The next big problem with ExtJS is that it become ridiculously heavy code.  Pages that could be written to make a round trip from client to server and back in less than a second (under normal network traffic circumstances) take 5 to 10 seconds (Just my experience with many of our pages.  Those times could vary).  We have a few pages that can take 30 seconds or more to come back, and the vast majority of the slow down is the ExtJS.  It runs, generates crap code, and provides its bulky crap to the browser which starts crying under the strain.  The pages are not anywhere near efficient.  It's astoundingly bad, and I have no idea why anyone would choose to use this framework.

It's a bit like smoking I expect.  Inexperienced people who don't know any better see other people using it, and it seems to be appealing.  But then after you try it, you find yourself unable to stop, and you're stuck with a habit that is killing you in horrid painful ways.  Perhaps that exaggeration of the result is too much, but I'm angry as I write this.

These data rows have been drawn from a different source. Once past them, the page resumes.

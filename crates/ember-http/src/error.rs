//! Errors surfaced by request parsing, response writing and the accept
//! loop (spec §7 style: a `thiserror`-derived enum, one variant per seam).

/// Failures the HTTP server can report to its embedder.
#[derive(Debug, thiserror::Error)]
pub enum HttpError {
    /// The underlying socket failed (accept, read or write).
    #[error("http io error: {0}")]
    Io(#[from] std::io::Error),

    /// The request line or a header line did not parse.
    #[error("malformed request: {0}")]
    MalformedRequest(String),

    /// `Content-Length` was present but not a valid, representable integer.
    #[error("invalid content-length: {0}")]
    InvalidContentLength(String),

    /// No route matched the request's method and path.
    #[error("no route for {method} {path}")]
    NotFound {
        /// Request method.
        method: String,
        /// Request path.
        path: String,
    },
}

/// Result type for HTTP operations.
pub type HttpResult<T> = Result<T, HttpError>;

I'm sure there are other aspects of this framework that other people could bring up.  They might point out that once you're used to it, you can develop some pretty applications.  But those people would be glossing over that even an experienced software engineer is likely to need months or even a year working in it to get "used to it".  And they're also forgetting you can make extremely pretty applications without it.  And without the complication.  And without getting used to a framework that will hopefully die in bankruptcy.

I'm sure the people who made ExtJS had good intentions, and I can see they had to be smart to make it work at all.  But I hate their product, and I hope my company stops using it soon.

6 comments:

Unknown said...

I feel your pain vro, I am stuck with extjs too

Unknown said...

+1

Kevin said...

I should mention one thing that I've discovered which is in favor of ExtJS a little bit. The performance issues I noted are at least partly due to the awful database design my company is stuck with. Simple queries take 5 to 10 seconds, which accounts for at least part of the problem. I still hate ExtJS. Tasks I'm assigned that I've done with pure HTML, JavaScript, and CSS in 10 minutes (I tried it) took me three days of work in ExtJS because of some bug that traced back to the ExtJS code... so there was no way to fix it. I spent a day at the end just trying to find a work around for their bug.

If you have sway at your company... don't use any framework. Ever. Just use pure HTML, JavaScript, and CSS. For the complicated stuff, you might choose to use a JavaScript library. I get that datagrids are a pain to write. Calendar date pickers can be a pain too. But really everything else should be doable on your own. And then when there are problems... you can fix them.

Alright... back off my soap-box. I just wanted to give credit where it was due.

Unknown said...

OMG, do we work at the same place? I despise ExtJS with a burning passion. Why reinvent jquery functions, why nest tables (tables! in 2015!) and divs dozens of layers deep just to create a button. In the meantime, the folks I work with don't want to learn jquery and still use tables to do layout. SMH

Kevin said...

Ha we might work at the same place... are you located in New Hampshire? Do you work is a software engineer named Kevin who vocally opposes ExtJS at work?

Unknown said...

I too, hate this framework with an absolute passion!